Technology will drive the Pharmaceutical Industry Forward One highly advanced tool that leaps to the forefront of this discussion and illuminates the possibility of what technology holds for our industry can be stated as a clinical report writing tool based on artificial intelligence.
In less than an hour, this tool can generate a first draft, company and regulatory-compliant Clinical Study Report (CSR) that is 80% to 90% complete. Let that sink in for a moment. In less time than most people take a lunch break, there is a tool that successfully drafts a fully compliant, 80% to 90% completed CSR.
This tool can reduce the time for completing each CSR by four to six weeks, and can reduce the internal resource utilization per the study by about 250 hours and about $25,000. Researchers at Houston Methodist Research Institute have developed an AI model that can predict breast cancer risk, allowing doctors to closely monitor those at future risk Processing large clinical and medical data isn’t the only place where AI could affect the pharmaceutical industry.

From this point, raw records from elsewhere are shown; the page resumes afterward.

use rusqlite::{params, Row};

use tasktracker_core::task::{CreateTask, Task, TaskFilter, UpdateTask};

use super::super::{SqliteDatabase, SqliteResultExt};
use crate::DbError;

fn row_to_task(row: &Row) -> rusqlite::Result<Task> {
    Ok(Task {
        id: row.get("id")?,
        title: row.get("title")?,
        description: row.get("description")?,
        due_date: row.get("due_date")?,
        completed: row.get("completed")?,
        carried_forward: row.get("carried_forward")?,
        created_at: row.get("created_at")?,
    })
}

fn not_found(id: i64) -> impl FnOnce(rusqlite::Error) -> DbError {
    move |e| match e {
        rusqlite::Error::QueryReturnedNoRows => DbError::NotFound(format!("task {id}")),
        other => DbError::Internal(other.to_string()),
    }
}

impl SqliteDatabase {
    pub fn create_task_sync(&self, input: &CreateTask) -> Result<Task, DbError> {
        self.with_conn(|conn| {
            conn.execute(
                "INSERT INTO tasks (title, description, due_date, completed, carried_forward, created_at)
                 VALUES (?1, ?2, ?3, 0, 0, ?4)",
                params![input.title, input.description, input.due_date, input.created_at],
            )
            .to_db()?;
            let id = conn.last_insert_rowid();

            conn.query_row("SELECT * FROM tasks WHERE id = ?1", params![id], row_to_task)
                .to_db()
        })
    }

    pub fn get_task_sync(&self, id: i64) -> Result<Task, DbError> {
        self.with_conn(|conn| {
            conn.query_row("SELECT * FROM tasks WHERE id = ?1", params![id], row_to_task)
                .map_err(not_found(id))
        })
    }

    pub fn list_tasks_sync(&self, filter: &TaskFilter) -> Result<Vec<Task>, DbError> {
        self.with_conn(|conn| {
            let mut sql = String::from("SELECT * FROM tasks WHERE 1=1");
            let mut param_values: Vec<Box<dyn rusqlite::types::ToSql>> = Vec::new();

            if let Some(completed) = filter.completed {
                param_values.push(Box::new(completed));
                sql.push_str(&format!(" AND completed = ?{}", param_values.len()));
            }
            if let Some(carried_forward) = filter.carried_forward {
                param_values.push(Box::new(carried_forward));
                sql.push_str(&format!(" AND carried_forward = ?{}", param_values.len()));
            }
            if let Some(from) = filter.due_on_or_after {
                param_values.push(Box::new(from));
                sql.push_str(&format!(" AND due_date >= ?{}", param_values.len()));
            }
            if let Some(until) = filter.due_on_or_before {
                param_values.push(Box::new(until));
                sql.push_str(&format!(" AND due_date <= ?{}", param_values.len()));
            }

            sql.push_str(" ORDER BY due_date ASC, id ASC");

            let params_ref: Vec<&dyn rusqlite::types::ToSql> =
                param_values.iter().map(|p| p.as_ref()).collect();

            let mut stmt = conn.prepare(&sql).to_db()?;
            let tasks = stmt
                .query_map(params_ref.as_slice(), row_to_task)
                .to_db()?
                .collect::<Result<Vec<_>, _>>()
                .to_db()?;
            Ok(tasks)
        })
    }

    pub fn update_task_sync(&self, id: i64, update: &UpdateTask) -> Result<Task, DbError> {
        self.with_conn(|conn| {
            let changed = conn
                .execute(
                    "UPDATE tasks
                     SET title = ?1, description = ?2, due_date = ?3,
                         completed = ?4, carried_forward = ?5
                     WHERE id = ?6",
                    params![
                        update.title,
                        update.description,
                        update.due_date,
                        update.completed,
                        update.carried_forward,
                        id,
                    ],
                )
                .to_db()?;
            if changed == 0 {
                return Err(DbError::NotFound(format!("task {id}")));
            }

            conn.query_row("SELECT * FROM tasks WHERE id = ?1", params![id], row_to_task)
                .map_err(not_found(id))
        })
    }
}

#[cfg(test)]
mod tests {
    use chrono::{NaiveDate, TimeZone, Utc};

    use super::*;

    fn date(y: i32, m: u32, d: u32) -> NaiveDate {
        NaiveDate::from_ymd_opt(y, m, d).unwrap()
    }

    fn make_task(title: &str, due: NaiveDate) -> CreateTask {
        CreateTask {
            title: title.into(),
            description: String::new(),
            due_date: due,
            created_at: Utc.with_ymd_and_hms(2024, 1, 1, 9, 30, 0).unwrap(),
        }
    }

    #[test]
    fn create_roundtrips_columns() {
        let db = SqliteDatabase::open_in_memory().unwrap();
        let created = db.create_task_sync(&make_task("Pay rent", date(2024, 1, 5))).unwrap();
        let fetched = db.get_task_sync(created.id).unwrap();
        assert_eq!(fetched, created);
        assert_eq!(fetched.due_date, date(2024, 1, 5));
        assert_eq!(
            fetched.created_at,
            Utc.with_ymd_and_hms(2024, 1, 1, 9, 30, 0).unwrap()
        );
    }

    #[test]
    fn ids_not_reused_after_max_row_removed() {
        let db = SqliteDatabase::open_in_memory().unwrap();
        let first = db.create_task_sync(&make_task("a", date(2024, 1, 5))).unwrap();
        db.with_conn(|conn| {
            conn.execute("DELETE FROM tasks WHERE id = ?1", params![first.id])
                .to_db()
        })
        .unwrap();
        let second = db.create_task_sync(&make_task("b", date(2024, 1, 5))).unwrap();
        assert!(second.id > first.id);
    }

    #[test]
    fn update_missing_row_is_not_found() {
        let db = SqliteDatabase::open_in_memory().unwrap();
        let update = UpdateTask {
            title: "x".into(),
            description: String::new(),
            due_date: date(2024, 1, 5),
            completed: true,
            carried_forward: false,
        };
        assert!(matches!(
            db.update_task_sync(42, &update),
            Err(DbError::NotFound(_))
        ));
    }

    #[test]
    fn date_filter_compares_as_dates() {
        let db = SqliteDatabase::open_in_memory().unwrap();
        db.create_task_sync(&make_task("sep", date(2024, 9, 30))).unwrap();
        db.create_task_sync(&make_task("oct", date(2024, 10, 1))).unwrap();
        let filter = TaskFilter {
            due_on_or_before: Some(date(2024, 9, 30)),
            ..Default::default()
        };
        let titles: Vec<String> = db
            .list_tasks_sync(&filter)
            .unwrap()
            .into_iter()
            .map(|t| t.title)
            .collect();
        assert_eq!(titles, ["sep"]);
    }
}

Even business and marketing based decisions could be helped by computing ‘brains’, for example by analyzing and assisting with mergers and acquisitions and providing guidance on the most efficient and effective way to market new products. The technology will also help in terms of the industry’s selection of patients for clinical trials and enable companies to identify any issues with compounds much earlier when it comes to efficacy and safety. The AI and machine learning methodologies could contribute a lot to the development of the industry. It can be used to good effect to build a strong, sustainable pipeline of new medicines. A group of researchers who are experts in hypotheses arrives at a prioritized list of hypotheses which are considered to be worth exploring.